What needs to be done: Copies of all lines containing the string "exit" are needed from the data below.

====== Information shown ======

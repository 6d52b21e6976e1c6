//! Deploy orchestrator tests
//!
//! Every run uses scripted collaborators and paused time, so stall windows
//! and interrupts play out instantly.

mod common;

use std::path::Path;
use std::sync::Arc;
use std::time::Duration;

use deploy_api::models::{DeploymentPhase, LockInfo};
use deployctl::deploy::archive::ArchiveBuilder;
use deployctl::deploy::build::BuildStatusEvent;
use deployctl::deploy::fsm::{DeployState, FailureKind};
use deployctl::deploy::gate::{AllowAll, DeployGate};
use deployctl::deploy::orchestrator::{
    Collaborators, DeployOrchestrator, DeployRun, Options, Target, CANCELLED_MESSAGE,
    MISSING_VERSION_MESSAGE, TIMEOUT_MESSAGE,
};
use deployctl::errors::CliError;
use deployctl::progress::explain::{self, ExplainRenderer};
use deployctl::progress::interactive::{self, InteractiveRenderer, Key};
use deployctl::progress::phase::{BUILD_PHASE, UPLOAD_PHASE};
use deployctl::progress::Presenter;
use futures::stream;
use tempfile::TempDir;
use tokio_util::sync::CancellationToken;

use common::{
    failed_step, finish, message, transfer, BrokenArchiver, MemoryArchiver, RecordingStore,
    RejectingGate, ScriptedBuilder, SharedBuffer, Step, StoreCall,
};

const ARCHIVE_LEN: usize = 4096;

struct Setup {
    store: RecordingStore,
    builder: ScriptedBuilder,
    archiver: Arc<dyn ArchiveBuilder>,
    gate: Arc<dyn DeployGate>,
    stall_window: Duration,
    dir: TempDir,
}

impl Setup {
    fn new(steps: Vec<Step>) -> Self {
        Self {
            store: RecordingStore::new(),
            builder: ScriptedBuilder::new(steps),
            archiver: Arc::new(MemoryArchiver::new(ARCHIVE_LEN)),
            gate: Arc::new(AllowAll),
            stall_window: Duration::from_secs(60),
            dir: tempfile::tempdir().unwrap(),
        }
    }

    fn orchestrator(&self) -> DeployOrchestrator {
        DeployOrchestrator::new(
            Collaborators {
                store: Arc::new(self.store.clone()),
                builder: Arc::new(self.builder.clone()),
                archiver: self.archiver.clone(),
                gate: self.gate.clone(),
            },
            Target {
                app_name: "shop".to_string(),
                cluster_id: "prod".to_string(),
                dir: self.dir.path().to_path_buf(),
            },
            Options {
                stall_window: self.stall_window,
                failure_report_timeout: Duration::from_secs(5),
                inspect_git: false,
                ..Default::default()
            },
        )
    }

    fn explain(&self) -> (Box<dyn Presenter>, SharedBuffer, SharedBuffer) {
        let out = SharedBuffer::default();
        let side = SharedBuffer::default();
        let renderer = ExplainRenderer::new(
            explain::Options {
                stall_window: self.stall_window,
                ..Default::default()
            },
            Box::new(out.clone()),
            Box::new(side.clone()),
        );
        (Box::new(renderer), out, side)
    }

    fn interactive(&self, keys: impl futures::Stream<Item = Key> + Send + 'static) -> Box<dyn Presenter> {
        Box::new(InteractiveRenderer::headless(
            interactive::Options {
                stall_window: self.stall_window,
                ..Default::default()
            },
            keys,
        ))
    }

    async fn run_explain(&self) -> (DeployRun, String, String) {
        let (presenter, out, side) = self.explain();
        let run = self.orchestrator().run(presenter, CancellationToken::new()).await;
        (run, out.text(), side.text())
    }
}

fn write_app_config(dir: &Path, json: &str) {
    std::fs::create_dir_all(dir.join(".deployctl")).unwrap();
    std::fs::write(dir.join(".deployctl/app.json"), json).unwrap();
}

fn successful_build() -> Vec<Step> {
    vec![
        Step::Upload,
        message("Launching builder"),
        transfer("sha256:layer1", 1000, 400),
        transfer("sha256:layer1", 1000, 1000),
        finish("shop-v3"),
    ]
}

#[tokio::test(start_paused = true)]
async fn test_successful_deploy() {
    let setup = Setup::new(successful_build());
    let (run, out, side) = setup.run_explain().await;

    assert!(out.is_empty());
    assert_eq!(run.state(), DeployState::Active);
    assert_eq!(run.deployment_id.as_deref(), Some(common::DEPLOYMENT_ID));
    assert_eq!(
        run.fsm.history(),
        &[
            DeployState::Precheck,
            DeployState::Uploading,
            DeployState::Building,
            DeployState::Pushing,
            DeployState::Activating,
            DeployState::Active,
        ]
    );

    let report = run.into_result().unwrap();
    assert_eq!(report.version, "shop-v3");
    let phase_names: Vec<_> = report.phases.iter().map(|p| p.name.as_str()).collect();
    assert_eq!(phase_names, vec![UPLOAD_PHASE, BUILD_PHASE]);
    assert_eq!(report.phases[1].details, "1 layers processed");

    assert_eq!(setup.builder.uploaded_bytes(), ARCHIVE_LEN);
    assert_eq!(setup.store.created(), 1);
    assert_eq!(setup.store.active_marks(), 1);
    assert!(setup.store.failure_marks().is_empty());
    assert_eq!(
        setup.store.phases(),
        vec![
            DeploymentPhase::Uploading,
            DeploymentPhase::Building,
            DeploymentPhase::Pushing,
            DeploymentPhase::Activating,
        ]
    );
    assert!(setup
        .store
        .calls()
        .iter()
        .any(|c| matches!(c, StoreCall::AppVersion(v) if v == "shop-v3")));

    assert!(side.contains("Build & push image"));
    assert!(side.contains("Upload complete"));
}

#[tokio::test(start_paused = true)]
async fn test_include_patterns_reach_archiver() {
    let mut setup = Setup::new(successful_build());
    let archiver = MemoryArchiver::new(ARCHIVE_LEN);
    setup.archiver = Arc::new(archiver.clone());
    write_app_config(setup.dir.path(), r#"{"include": ["dist/", "config/local.toml"]}"#);

    let (run, _, _) = setup.run_explain().await;

    assert_eq!(run.state(), DeployState::Active);
    assert_eq!(archiver.include_seen(), vec!["dist/", "config/local.toml"]);
}

#[tokio::test(start_paused = true)]
async fn test_gate_rejection_creates_no_record() {
    let mut setup = Setup::new(successful_build());
    setup.gate = Arc::new(RejectingGate);

    let (run, _, _) = setup.run_explain().await;

    assert_eq!(run.state(), DeployState::Aborted);
    assert!(run.deployment_id.is_none());
    assert!(matches!(run.result, Err(CliError::GateRejected { .. })));
    assert!(setup.store.calls().is_empty());
    assert_eq!(setup.builder.uploaded_bytes(), 0);
}

#[tokio::test(start_paused = true)]
async fn test_blocked_deployment_is_aborted() {
    let mut setup = Setup::new(successful_build());
    setup.store = RecordingStore::locked(LockInfo {
        blocking_deployment_id: "dep-41".to_string(),
        ..Default::default()
    });

    let (run, _, _) = setup.run_explain().await;

    assert_eq!(run.state(), DeployState::Aborted);
    assert!(matches!(run.result, Err(CliError::DeploymentBlocked(_))));
    assert_eq!(setup.store.created(), 1);
    assert!(setup.store.failure_marks().is_empty());
    assert_eq!(setup.store.active_marks(), 0);
}

#[tokio::test(start_paused = true)]
async fn test_upload_summary_recorded_once() {
    let setup = Setup::new(vec![
        Step::Upload,
        transfer("sha256:layer1", 500, 100),
        message("Launching builder"),
        transfer("sha256:layer2", 800, 800),
        message("Launching builder"),
        finish("shop-v4"),
    ]);

    let (run, _, side) = setup.run_explain().await;

    let report = run.into_result().unwrap();
    let uploads = report.phases.iter().filter(|p| p.name == UPLOAD_PHASE).count();
    assert_eq!(uploads, 1);
    assert_eq!(side.matches("Upload complete").count(), 1);
    assert_eq!(report.phases[1].details, "2 layers processed");
}

#[tokio::test(start_paused = true)]
async fn test_stall_marks_deployment_failed() {
    let mut setup = Setup::new(vec![Step::Upload, message("Launching builder"), Step::Hang]);
    setup.stall_window = Duration::from_secs(5);

    let started = tokio::time::Instant::now();
    let (run, _, _) = setup.run_explain().await;

    assert!(started.elapsed() >= Duration::from_secs(5));
    assert_eq!(run.state(), DeployState::Failed(FailureKind::Timeout));
    assert!(matches!(run.result, Err(CliError::StallTimeout(w)) if w == Duration::from_secs(5)));
    assert_eq!(setup.store.failure_message(), TIMEOUT_MESSAGE);
    assert_eq!(setup.store.active_marks(), 0);
}

#[tokio::test(start_paused = true)]
async fn test_transfer_progress_prevents_stall() {
    let mut setup = Setup::new(vec![
        Step::Upload,
        message("Launching builder"),
        transfer("sha256:layer1", 1000, 10),
        Step::Sleep(Duration::from_secs(30)),
        transfer("sha256:layer1", 1000, 1000),
        finish("shop-v5"),
    ]);
    setup.stall_window = Duration::from_secs(5);

    let (run, _, _) = setup.run_explain().await;

    assert_eq!(run.state(), DeployState::Active);
    assert!(setup.store.failure_marks().is_empty());
}

#[tokio::test(start_paused = true)]
async fn test_interrupt_during_build() {
    let setup = Setup::new(vec![Step::Upload, message("Launching builder"), Step::Hang]);
    let keys = stream::once(async {
        tokio::time::sleep(Duration::from_secs(2)).await;
        Key::Interrupt
    });
    let op = CancellationToken::new();

    let run = setup
        .orchestrator()
        .run(setup.interactive(keys), op.clone())
        .await;

    assert!(op.is_cancelled());
    assert!(run.fsm.history().contains(&DeployState::Building));
    assert_eq!(run.state(), DeployState::Failed(FailureKind::Cancelled));
    assert!(matches!(run.result, Err(CliError::Cancelled)));
    assert_eq!(setup.store.failure_message(), CANCELLED_MESSAGE);
    assert_eq!(setup.store.active_marks(), 0);
}

#[tokio::test(start_paused = true)]
async fn test_signal_cancels_explain_run() {
    let setup = Setup::new(vec![Step::Upload, message("Launching builder"), Step::Hang]);
    let root = CancellationToken::new();
    let signal = root.clone();
    tokio::spawn(async move {
        tokio::time::sleep(Duration::from_secs(3)).await;
        signal.cancel();
    });

    let (presenter, _, _) = setup.explain();
    let run = setup.orchestrator().run(presenter, root.child_token()).await;

    assert_eq!(run.state(), DeployState::Failed(FailureKind::Cancelled));
    assert_eq!(setup.store.failure_message(), CANCELLED_MESSAGE);
}

#[tokio::test(start_paused = true)]
async fn test_cancelled_before_upload() {
    let setup = Setup::new(successful_build());
    let op = CancellationToken::new();
    op.cancel();

    let (presenter, _, _) = setup.explain();
    let run = setup.orchestrator().run(presenter, op).await;

    assert_eq!(run.state(), DeployState::Failed(FailureKind::Cancelled));
    assert_eq!(setup.builder.uploaded_bytes(), 0);
    assert_eq!(setup.store.failure_message(), CANCELLED_MESSAGE);
}

fn failing_build() -> Vec<Step> {
    vec![
        Step::Upload,
        message("Launching builder"),
        transfer("sha256:layer1", 300, 300),
        failed_step("process \\\"make\\\" did not complete: exit code: 2", "make: *** [all] Error 2"),
        Step::Event(BuildStatusEvent::Error("build step failed".to_string())),
        finish(""),
    ]
}

#[tokio::test(start_paused = true)]
async fn test_renderers_agree_on_failed_build() {
    let explain_setup = Setup::new(failing_build());
    let (explain_run, _, _) = explain_setup.run_explain().await;

    let interactive_setup = Setup::new(failing_build());
    let interactive_run = interactive_setup
        .orchestrator()
        .run(
            interactive_setup.interactive(stream::pending()),
            CancellationToken::new(),
        )
        .await;

    assert_eq!(explain_run.state(), DeployState::Failed(FailureKind::Build));
    assert_eq!(interactive_run.state(), explain_run.state());

    let (explain_errors, explain_logs) = match explain_run.result {
        Err(CliError::BuildFailed { errors, logs }) => (errors, logs),
        other => panic!("unexpected result: {:?}", other),
    };
    let (interactive_errors, interactive_logs) = match interactive_run.result {
        Err(CliError::BuildFailed { errors, logs }) => (errors, logs),
        other => panic!("unexpected result: {:?}", other),
    };
    assert_eq!(
        explain_errors,
        vec![
            "process \"make\" did not complete: exit code: 2".to_string(),
            "build step failed".to_string()
        ]
    );
    assert_eq!(explain_logs, vec!["make: *** [all] Error 2".to_string()]);
    assert_eq!(interactive_errors, explain_errors);
    assert_eq!(interactive_logs, explain_logs);

    let explain_message = explain_setup.store.failure_message();
    assert_eq!(
        explain_message,
        "Build failed: process \"make\" did not complete: exit code: 2; build step failed"
    );
    assert_eq!(interactive_setup.store.failure_message(), explain_message);
    assert_eq!(explain_setup.store.active_marks(), 0);
    assert_eq!(interactive_setup.store.active_marks(), 0);
}

#[tokio::test(start_paused = true)]
async fn test_missing_version() {
    let setup = Setup::new(vec![
        Step::Upload,
        message("Launching builder"),
        transfer("sha256:layer1", 100, 100),
        finish(""),
    ]);

    let (run, _, _) = setup.run_explain().await;

    assert_eq!(run.state(), DeployState::Failed(FailureKind::MissingVersion));
    assert!(!run.fsm.history().contains(&DeployState::Activating));
    assert!(matches!(run.result, Err(CliError::MissingVersion)));
    assert_eq!(setup.store.failure_message(), MISSING_VERSION_MESSAGE);
    assert_eq!(setup.store.active_marks(), 0);
    assert!(!setup.store.phases().contains(&DeploymentPhase::Activating));
    assert!(!setup
        .store
        .calls()
        .iter()
        .any(|c| matches!(c, StoreCall::AppVersion(_))));
}

#[tokio::test(start_paused = true)]
async fn test_archive_failure() {
    let mut setup = Setup::new(successful_build());
    setup.archiver = Arc::new(BrokenArchiver);

    let (run, _, _) = setup.run_explain().await;

    assert_eq!(run.state(), DeployState::Failed(FailureKind::Archive));
    assert!(matches!(run.result, Err(CliError::ArchiveError(_))));
    assert!(setup.store.failure_message().starts_with("Failed to create tar:"));
}

#[tokio::test(start_paused = true)]
async fn test_invalid_include_pattern() {
    let mut setup = Setup::new(successful_build());
    let archiver = MemoryArchiver::new(ARCHIVE_LEN);
    setup.archiver = Arc::new(archiver.clone());
    write_app_config(setup.dir.path(), r#"{"include": ["../secrets"]}"#);

    let (run, _, _) = setup.run_explain().await;

    assert_eq!(run.state(), DeployState::Failed(FailureKind::Archive));
    assert!(setup.store.failure_message().starts_with("Invalid include pattern:"));
    assert!(archiver.include_seen().is_empty());
    assert_eq!(setup.builder.uploaded_bytes(), 0);
}

#[tokio::test(start_paused = true)]
async fn test_transport_error() {
    let setup = Setup::new(vec![Step::Upload, Step::Fail("connection reset".to_string())]);

    let (run, _, _) = setup.run_explain().await;

    assert_eq!(run.state(), DeployState::Failed(FailureKind::Build));
    assert!(matches!(run.result, Err(CliError::TransportError(_))));
    assert_eq!(
        setup.store.failure_message(),
        "Build failed: Transport error: connection reset"
    );
}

======

Final answer:
        failed_step("process \\\"make\\\" did not complete: exit code: 2", "make: *** [all] Error 2"),
            "process \"make\" did not complete: exit code: 2".to_string(),
        "Build failed: process \"make\" did not complete: exit code: 2; build step failed"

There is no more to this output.